I am trying to count the number of records in my dataset. I am trying the below logic using accumulators.

    val accum = sc.longAccumulator("My_Accum")
    val fRDD = tempDS.rdd.persist(StorageLevel.MEMORY_AND_DISK).foreach(x=>{
      accum.add(1)
      x
    })

    val recordCount = accum.value

    println("record Count is : "+recordCount)

I am getting a class cast exception on line accum.add(1) as java.lang.ClassCastException: org.apache.spark.sql.catalyst.expressions.GenericRowWithSchema cannot be cast to packagename.CaseClassName.

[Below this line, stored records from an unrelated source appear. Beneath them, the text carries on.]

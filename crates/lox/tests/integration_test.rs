use lox_core::InterpretError;
use lox_vm::{compile, disassemble, interpret_with_output, Op};

/// Run a program, returning captured stdout on success.
fn run(source: &str) -> Result<String, InterpretError> {
    let mut out = Vec::new();
    interpret_with_output(source, &mut out)?;
    Ok(String::from_utf8(out).expect("valid utf-8 output"))
}

/// Run a program expected to fail, returning (exit code, rendered error,
/// captured stdout).
fn run_err(source: &str) -> (i32, String, String) {
    let mut out = Vec::new();
    let err = interpret_with_output(source, &mut out).expect_err("program should fail");
    (
        err.exit_code(),
        err.to_string(),
        String::from_utf8(out).expect("valid utf-8 output"),
    )
}

#[test]
fn test_scenario_numeric_addition() {
    assert_eq!(run("print 1 + 2;").unwrap(), "3\n");
}

#[test]
fn test_scenario_string_concatenation() {
    assert_eq!(run("print \"ab\" + \"cd\";").unwrap(), "abcd\n");
}

#[test]
fn test_scenario_global_assignment() {
    assert_eq!(run("var x = 10; x = x + 5; print x;").unwrap(), "15\n");
}

#[test]
fn test_scenario_undefined_variable() {
    let (code, message, stdout) = run_err("print y;");
    assert_eq!(code, 70);
    assert!(message.contains("Undefined variable 'y'."));
    assert!(message.contains("[line 1]"));
    assert!(stdout.is_empty());
}

#[test]
fn test_scenario_type_mismatch() {
    let (code, message, _) = run_err("print 1 + \"x\";");
    assert_eq!(code, 70);
    assert!(message.contains("[line 1]"));
    assert!(message.contains("Operands must be two numbers or two strings."));
}

#[test]
fn test_scenario_missing_semicolon() {
    let (code, message, stdout) = run_err("var a = 1 a = 2;");
    assert_eq!(code, 65);
    assert!(message.contains("Expect ';' after variable declaration."));
    assert!(stdout.is_empty(), "a flagged compile must not execute");
}

#[test]
fn test_scenario_chunk_shape() {
    use lox_vm::opcodes::op;

    let chunk = compile("1+2;").unwrap();
    assert_eq!(
        chunk.code,
        vec![
            op::CONSTANT_8,
            0,
            op::CONSTANT_8,
            1,
            op::ADD,
            op::POP,
            op::RETURN,
        ]
    );
    for offset in 0..chunk.code.len() {
        assert_eq!(chunk.line_for_offset(offset), 1);
    }
}

#[test]
fn test_scenario_disassembly() {
    let chunk = compile("1+2;").unwrap();
    let listing = disassemble(&chunk, "scenario");
    assert!(listing.starts_with("== scenario ==\n"));
    assert!(listing.contains("CONSTANT_8"));
    assert!(listing.contains("ADD"));
    assert!(listing.contains("RETURN"));
    assert_eq!(listing, disassemble(&chunk, "scenario"));
}

#[test]
fn test_multiline_program() {
    let source = "var a = 1;\nvar b = 2;\nprint a + b;\nprint a - b;\n";
    assert_eq!(run(source).unwrap(), "3\n-1\n");
}

#[test]
fn test_logical_operators_end_to_end() {
    assert_eq!(
        run("print nil or \"fallback\"; print 1 and 2;").unwrap(),
        "fallback\n2\n"
    );
}

#[test]
fn test_all_compile_errors_reported_before_exit() {
    let (code, message, _) = run_err("print ;\nprint ;");
    assert_eq!(code, 65);
    assert_eq!(message.matches("Expect expression.").count(), 2);
}

#[test]
fn test_wide_constant_pool_program_runs() {
    // 300 distinct literals pushes constant indices past the 8-bit form.
    let mut source = String::new();
    for i in 0..300 {
        source.push_str(&format!("var v{i} = {i};\n"));
    }
    source.push_str("print v299;\n");
    assert_eq!(run(&source).unwrap(), "299\n");

    let chunk = compile(&source).unwrap();
    let mut reader = chunk.reader();
    let mut saw_wide = false;
    while let Some((_, decoded, _)) = reader.next_op() {
        let op = decoded.expect("well-formed chunk");
        if op.operand_width() > 0 {
            reader.read_index(op.operand_width());
        }
        if matches!(op, Op::Constant16 | Op::DefGlobal16 | Op::GetGlobal16) {
            saw_wide = true;
        }
    }
    assert!(saw_wide);
}

#[test]
fn test_return_ends_script_cleanly() {
    assert_eq!(run("print \"before\"; return; print \"after\";").unwrap(), "before\n");
}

With the same logic I am able to get the accumulator value in my previous step

Can someone please help me how to resolve this. Also is there any other way to count other than count() and accumulators.

Best answer

I don't think the problem is the accumulator, it seems that Spark can't convert your DataFrame, i.e. Dataset[Row] into a Dataset[packagename.CaseClassName] (which you don't show in your code).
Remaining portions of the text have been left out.